2024 projection: 38th in SP+, 9.1 average wins (5.8 in MWC)
It’s easy to feel underwhelmed by a promote-the-interim hire. An athletic director likely enters a hot-seat situation with a list of potential head coach replacements in mind, and to eschew long-term thinking because a fill-in coach had a good month or so feels short-sighted.
But in this era when it’s possible to lose a humongous chunk of your roster in a heartbeat, it certainly makes sense. Hire the guy on the hot streak — he’s probably cheaper than some of the other candidates, anyway — and hope he keeps the roster together. If he doesn’t, return to the list in a couple of years.
Boise State went down that route, firing Avalos in mid-November and handing the interim reins to Spencer Danielson. When Danielson’s Broncos won three straight seemingly out of nowhere, with an MWC championship blowout of UNLV, Danielson got the full-time job. He then proceeded to keep a good percentage of the roster together and added some high-upside transfers, most notably former five-star recruit Malachi Nelson. So far, so good.

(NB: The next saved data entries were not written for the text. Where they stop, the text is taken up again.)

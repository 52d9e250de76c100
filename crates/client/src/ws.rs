//! [`Connector`] over a real WebSocket.

use std::time::Duration;

use {
    async_trait::async_trait,
    futures::{SinkExt, Stream, StreamExt},
    llamadash_config::ClientConfig,
    llamadash_protocol::{Broadcast, Frame},
    tokio::sync::mpsc,
    tokio_tungstenite::{connect_async, tungstenite::Message},
    tracing::{debug, warn},
};

use crate::{
    Error, Result,
    transport::{
        Connector, LinkEvent, SERVER_DISCONNECT, Session, TRANSPORT_CLOSE, TRANSPORT_ERROR,
    },
};

type WsItem = std::result::Result<Message, tokio_tungstenite::tungstenite::Error>;

/// Opens one socket per [`Connector::open`]: upgrade, wait for the
/// `connection:open` hello, then pump frames on two tasks.
pub struct WsConnector {
    url: String,
    handshake_timeout: Duration,
}

impl WsConnector {
    pub fn new(url: impl Into<String>, handshake_timeout: Duration) -> Self {
        Self {
            url: url.into(),
            handshake_timeout,
        }
    }

    pub fn from_config(config: &ClientConfig) -> Self {
        Self::new(config.url.clone(), config.handshake_timeout())
    }

    pub fn url(&self) -> &str {
        &self.url
    }
}

#[async_trait]
impl Connector for WsConnector {
    async fn open(&self) -> Result<Session> {
        let timed_out = || Error::Connect(format!("handshake with {} timed out", self.url));

        let (socket, _) = tokio::time::timeout(self.handshake_timeout, connect_async(&self.url))
            .await
            .map_err(|_| timed_out())??;
        let (mut sink, mut stream) = socket.split();
        let id = tokio::time::timeout(self.handshake_timeout, hello(&mut stream))
            .await
            .map_err(|_| timed_out())??;
        debug!(url = %self.url, conn_id = %id, "socket open");

        let (outbound, mut outgoing) = mpsc::unbounded_channel::<Frame>();
        tokio::spawn(async move {
            while let Some(frame) = outgoing.recv().await {
                let text = match frame.to_text() {
                    Ok(text) => text,
                    Err(e) => {
                        warn!(event = %frame.event, error = %e, "unserializable frame dropped");
                        continue;
                    },
                };
                if let Err(e) = sink.send(Message::Text(text.into())).await {
                    debug!(error = %e, "socket write failed");
                    break;
                }
            }
            let _ = sink.close().await;
        });

        let (incoming, inbound) = mpsc::unbounded_channel();
        tokio::spawn(async move {
            let reason = loop {
                match stream.next().await {
                    Some(Ok(Message::Text(text))) => match Frame::from_text(text.as_str()) {
                        Ok(frame) => {
                            if incoming.send(LinkEvent::Frame(frame)).is_err() {
                                return;
                            }
                        },
                        Err(e) => warn!(error = %e, "malformed frame dropped"),
                    },
                    Some(Ok(Message::Close(_))) => break SERVER_DISCONNECT,
                    Some(Ok(_)) => {},
                    Some(Err(e)) => {
                        debug!(error = %e, "socket read failed");
                        break TRANSPORT_ERROR;
                    },
                    None => break TRANSPORT_CLOSE,
                }
            };
            let _ = incoming.send(LinkEvent::Closed(reason.to_string()));
        });

        Ok(Session {
            id,
            outbound,
            inbound,
        })
    }
}

/// Read until the server's hello and return the connection id it assigns.
async fn hello(stream: &mut (impl Stream<Item = WsItem> + Unpin)) -> Result<String> {
    while let Some(message) = stream.next().await {
        let Message::Text(text) = message? else {
            continue;
        };
        let frame = Frame::from_text(text.as_str())?;
        match Broadcast::from_frame(&frame) {
            Some(Ok(Broadcast::ConnectionOpen { client_id })) => return Ok(client_id),
            _ => warn!(event = %frame.event, "frame before hello dropped"),
        }
    }
    Err(Error::Connect("socket closed before hello".into()))
}
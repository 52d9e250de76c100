//! Concrete caches, one per server-owned collection.

use std::sync::Arc;

use {llamadash_protocol::Broadcast, tracing::warn};

use crate::transport::ListenerGuard;

pub mod logs;
pub mod models;
pub mod presets;
pub mod router;

pub use {logs::LogsCache, models::ModelsCache, presets::PresetsCache, router::RouterStatusCache};

/// Decode each of `names` into a [`Broadcast`] before handing it to
/// `handler`. Malformed payloads are logged and dropped.
pub(crate) fn on_broadcasts(
    guard: &mut ListenerGuard,
    names: &[&'static str],
    handler: impl Fn(Broadcast) + Send + Sync + 'static,
) {
    let handler = Arc::new(handler);
    for &name in names {
        let handler = Arc::clone(&handler);
        guard.on(name, move |data| match Broadcast::parse(name, data) {
            Some(Ok(broadcast)) => handler(broadcast),
            Some(Err(e)) => warn!(event = name, error = %e, "malformed broadcast dropped"),
            None => {},
        });
    }
}
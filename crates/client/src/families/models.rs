use std::{
    ops::Deref,
    sync::{Arc, Weak},
};

use {
    async_trait::async_trait,
    llamadash_protocol::{
        Broadcast, Model, ModelPatch, ModelStatus, events,
        methods::{
            CreateModel, Method, ModelEnvelope, ModelLoadState, ModelName, ModelRef, ModelsCreate,
            ModelsDelete, ModelsGet, ModelsLoad, ModelsScan, ModelsUnload, ModelsUpdate, NewModel,
            NoParams, ScanSummary, UpdateModel,
        },
    },
    tracing::{debug, warn},
};

use crate::{
    Error, Result,
    cache::{Collection, DomainCache},
    coordinator::Resync,
    families::on_broadcasts,
    rpc::Correlator,
    transport::ListenerGuard,
};

pub const MODELS: Collection = Collection {
    family: "model",
    list_event: events::MODELS_LIST,
    list_field: "models",
};

/// Cached model catalogue, kept current by `models:*` broadcasts.
pub struct ModelsCache {
    cache: DomainCache<Model>,
    _listeners: ListenerGuard,
}

impl ModelsCache {
    pub fn new(rpc: Arc<Correlator>) -> Arc<Self> {
        Arc::new_cyclic(|weak: &Weak<Self>| {
            let mut listeners = ListenerGuard::new(rpc.transport());
            let weak = weak.clone();
            on_broadcasts(
                &mut listeners,
                &[
                    events::MODELS_CREATED,
                    events::MODELS_UPDATED,
                    events::MODELS_DELETED,
                    events::MODELS_STATUS,
                    events::MODELS_ROUTER_STOPPED,
                    events::MODELS_SCANNED,
                ],
                move |broadcast| {
                    if let Some(this) = weak.upgrade() {
                        this.apply_broadcast(broadcast);
                    }
                },
            );
            Self {
                cache: DomainCache::new(MODELS, rpc),
                _listeners: listeners,
            }
        })
    }

    /// Fold one server push into the cache. Returns whether the cached list
    /// changed.
    pub fn apply_broadcast(self: &Arc<Self>, broadcast: Broadcast) -> bool {
        match broadcast {
            Broadcast::ModelCreated { model } | Broadcast::ModelUpdated { model } => {
                self.cache.upsert(model)
            },
            Broadcast::ModelDeleted { model_id } => self.cache.remove(&model_id),
            Broadcast::ModelStatusChanged {
                model_name,
                status,
                error,
            } => {
                let patch = ModelPatch::status_with_error(status, error);
                self.cache.update_where(|m| m.name == model_name, &patch) > 0
            },
            Broadcast::RouterStopped {} => {
                let patch = ModelPatch::status_with_error(ModelStatus::Unloaded, None);
                self.cache.update_where(|_| true, &patch) > 0
            },
            Broadcast::ModelsScanned(summary) => {
                debug!(
                    scanned = summary.scanned,
                    updated = summary.updated,
                    "models scanned, reloading"
                );
                let this = Arc::clone(self);
                tokio::spawn(async move {
                    if let Err(e) = this.cache.refresh().await {
                        warn!(error = %e, "model reload after scan failed");
                    }
                });
                false
            },
            _ => false,
        }
    }

    fn lookup(&self, id: &str) -> Result<Model> {
        self.cache
            .get(&id.to_string())
            .ok_or_else(|| Error::not_found(MODELS.family, id))
    }

    /// Fetch one model from the server and merge it in.
    pub async fn fetch(&self, id: &str) -> Result<Model> {
        let ModelEnvelope { model } = self
            .cache
            .rpc()
            .call::<ModelsGet>(&ModelRef {
                model_id: id.to_string(),
            })
            .await?;
        self.cache.upsert(model.clone());
        Ok(model)
    }

    pub async fn create(&self, model: NewModel) -> Result<Model> {
        let ModelEnvelope { model } = self
            .cache
            .rpc()
            .call::<ModelsCreate>(&CreateModel { model })
            .await?;
        self.cache.upsert(model.clone());
        Ok(model)
    }

    /// Apply `patch` locally right away, then persist it. The previous
    /// entity is restored if the server rejects the change.
    pub async fn update_remote(&self, id: &str, patch: ModelPatch) -> Result<Model> {
        let previous = self.lookup(id)?;
        self.cache.update(&previous.id, &patch);
        let params = UpdateModel {
            model_id: previous.id.clone(),
            updates: patch,
        };
        match self.cache.rpc().call::<ModelsUpdate>(&params).await {
            Ok(ModelEnvelope { model }) => {
                self.cache.upsert(model.clone());
                Ok(model)
            },
            Err(e) => {
                self.cache.upsert(previous);
                Err(e)
            },
        }
    }

    pub async fn delete(&self, id: &str) -> Result<()> {
        let model = self.lookup(id)?;
        let deleted = self
            .cache
            .rpc()
            .call::<ModelsDelete>(&ModelRef { model_id: model.id })
            .await?;
        self.cache.remove(&deleted.deleted_id);
        Ok(())
    }

    /// Ask the router to load a model. The status reads `loading` until the
    /// `models:status` broadcast reports the outcome.
    pub async fn start(&self, id: &str) -> Result<ModelLoadState> {
        self.switch::<ModelsLoad>(id, ModelStatus::Loading).await
    }

    pub async fn stop(&self, id: &str) -> Result<ModelLoadState> {
        self.switch::<ModelsUnload>(id, ModelStatus::Unloading).await
    }

    async fn switch<M>(&self, id: &str, pending: ModelStatus) -> Result<ModelLoadState>
    where
        M: Method<Params = ModelName, Output = ModelLoadState>,
    {
        let model = self.lookup(id)?;
        self.cache.update(&model.id, &ModelPatch::status(pending));
        let params = ModelName {
            model_name: model.name.clone(),
        };
        match self.cache.rpc().call::<M>(&params).await {
            Ok(state) => Ok(state),
            Err(e) => {
                warn!(model = %model.name, event = M::EVENT, error = %e, "restoring model status");
                self.cache
                    .update(&model.id, &ModelPatch::status(model.status));
                Err(e)
            },
        }
    }

    /// Rescan the models directory.
    ///
    /// The gateway follows a scan with `models:scanned`, which reloads the
    /// list through [`Self::apply_broadcast`].
    pub async fn scan(&self) -> Result<ScanSummary> {
        self.cache.rpc().call::<ModelsScan>(&NoParams {}).await
    }
}

impl Deref for ModelsCache {
    type Target = DomainCache<Model>;

    fn deref(&self) -> &DomainCache<Model> {
        &self.cache
    }
}

#[async_trait]
impl Resync for ModelsCache {
    fn name(&self) -> &'static str {
        "models"
    }

    fn mark_stale(&self) {
        self.cache.mark_stale();
    }

    async fn resync(&self) -> Result<()> {
        self.cache.refresh().await.map(drop)
    }
}
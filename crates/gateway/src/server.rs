use std::{net::SocketAddr, sync::Arc};

use {
    axum::{
        Router,
        extract::{ConnectInfo, State, WebSocketUpgrade},
        response::{IntoResponse, Json},
        routing::get,
    },
    llamadash_config::DashboardConfig,
    tokio::net::TcpListener,
    tower_http::cors::{Any, CorsLayer},
    tracing::info,
};

use crate::{
    broadcast::{EventBus, spawn_fanout},
    methods::MethodRegistry,
    services::GatewayServices,
    state::GatewayState,
    ws::handle_connection,
};

// ── Shared app state ─────────────────────────────────────────────────────────

#[derive(Clone)]
struct AppState {
    gateway: Arc<GatewayState>,
    methods: Arc<MethodRegistry>,
}

// ── Server startup ───────────────────────────────────────────────────────────

/// Build the gateway router (shared between production startup and tests).
pub fn build_gateway_app(state: Arc<GatewayState>, methods: Arc<MethodRegistry>) -> Router {
    let ws_path = state.config.ws_path.clone();
    let app_state = AppState {
        gateway: state,
        methods,
    };

    let cors = CorsLayer::new()
        .allow_origin(Any)
        .allow_methods(Any)
        .allow_headers(Any);

    Router::new()
        .route("/health", get(health_handler))
        .route(&ws_path, get(ws_upgrade_handler))
        .layer(cors)
        .with_state(app_state)
}

/// Create the in-memory services, the shared state and the broadcast
/// fan-out task for `config`.
pub fn build_gateway(config: &DashboardConfig) -> Arc<GatewayState> {
    let bus = EventBus::new();
    let services = GatewayServices::local(&bus, config.logs.capacity);
    let state = GatewayState::new(config.server.clone(), services, bus);
    spawn_fanout(Arc::clone(&state));
    state
}

/// Serve the gateway on an already bound listener until it fails.
pub async fn serve_gateway(
    listener: TcpListener,
    state: Arc<GatewayState>,
    methods: Arc<MethodRegistry>,
) -> anyhow::Result<()> {
    let app = build_gateway_app(state, methods);

    // Run the server with ConnectInfo for remote IP extraction.
    axum::serve(
        listener,
        app.into_make_service_with_connect_info::<SocketAddr>(),
    )
    .await?;
    Ok(())
}

/// Start the gateway HTTP + WebSocket server.
///
/// Loads the config file if present; `bind` and `port` override it.
pub async fn start_gateway(bind: Option<&str>, port: Option<u16>) -> anyhow::Result<()> {
    let mut config = llamadash_config::discover_and_load();
    if let Some(bind) = bind {
        config.server.bind = bind.to_string();
    }
    if let Some(port) = port {
        config.server.port = port;
    }

    let state = build_gateway(&config);
    let methods = Arc::new(MethodRegistry::new());

    let addr: SocketAddr = config.server.addr().parse()?;
    let listener = TcpListener::bind(addr).await?;

    // Startup banner.
    let lines = [
        format!("llamadash gateway v{}", state.version),
        format!("listening on ws://{}{}", addr, config.server.ws_path),
        format!("{} methods registered", methods.method_names().len()),
        format!("log buffer: {} entries", config.logs.capacity),
    ];
    let width = lines.iter().map(|l| l.len()).max().unwrap_or(0) + 4;
    info!("┌{}┐", "─".repeat(width));
    for line in &lines {
        info!("│  {:<w$}│", line, w = width - 2);
    }
    info!("└{}┘", "─".repeat(width));

    state.services.logs.info(format!("gateway listening on {addr}"));
    serve_gateway(listener, state, methods).await
}

// ── Handlers ─────────────────────────────────────────────────────────────────

async fn health_handler(State(state): State<AppState>) -> impl IntoResponse {
    let count = state.gateway.client_count().await;
    Json(serde_json::json!({
        "status": "ok",
        "version": state.gateway.version,
        "connections": count,
        "uptimeMs": state.gateway.uptime_ms(),
    }))
}

async fn ws_upgrade_handler(
    ws: WebSocketUpgrade,
    ConnectInfo(addr): ConnectInfo<SocketAddr>,
    State(state): State<AppState>,
) -> impl IntoResponse {
    ws.on_upgrade(move |socket| handle_connection(socket, state.gateway, state.methods, addr))
}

The Broncos leaped from 77th to 29th in offensive SP+, thanks largely to running back Ashton Jeanty’s star turn. In 12 games, the then-sophomore produced a combined 1,916 yards from scrimmage and 19 touchdowns; holding onto him despite lots of tantalizing portal opportunities was a coup. His line should be far more experienced, and the upside is high, as evidenced by left tackle Kage Casey earning second-team all-MWC honors as a redshirt freshman. The passing game was inconsistent, but it had upside that could be maintained by the addition of transfer receiver Cam Camper. Over two injury-plagued seasons at Indiana, Camper played 15 games and caught 63 balls for 854 yards and three scores. If he and Latrell Caples (549 receiving yards in 2022) are both healthy, then alongside Jeanty and explosive sophomore Prince Strachan, BSU will have a lovely and deep receiving corps with which to complement Jeanty’s running and that of high-upset sophomore backup Jambres Dubar.
Unfortunately, this offensive leap was paired with a defensive collapse — the Broncos fell from 30th to 82nd in defensive SP+. The run defense was average, the secondary was a shuffled mess, and there were loads of youngsters in the rotation. Nineteen defenders played at least 200 snaps, but 16 of them return, including stars in linebacker Andrew Simpson and defensive end Ahmed Hassanein. Danielson also gave new coordinator Erik Chinander a couple of potentially high-upside transfer junior cornerbacks in Jeremiah Earby (Cal) and Davon Banks (Washington).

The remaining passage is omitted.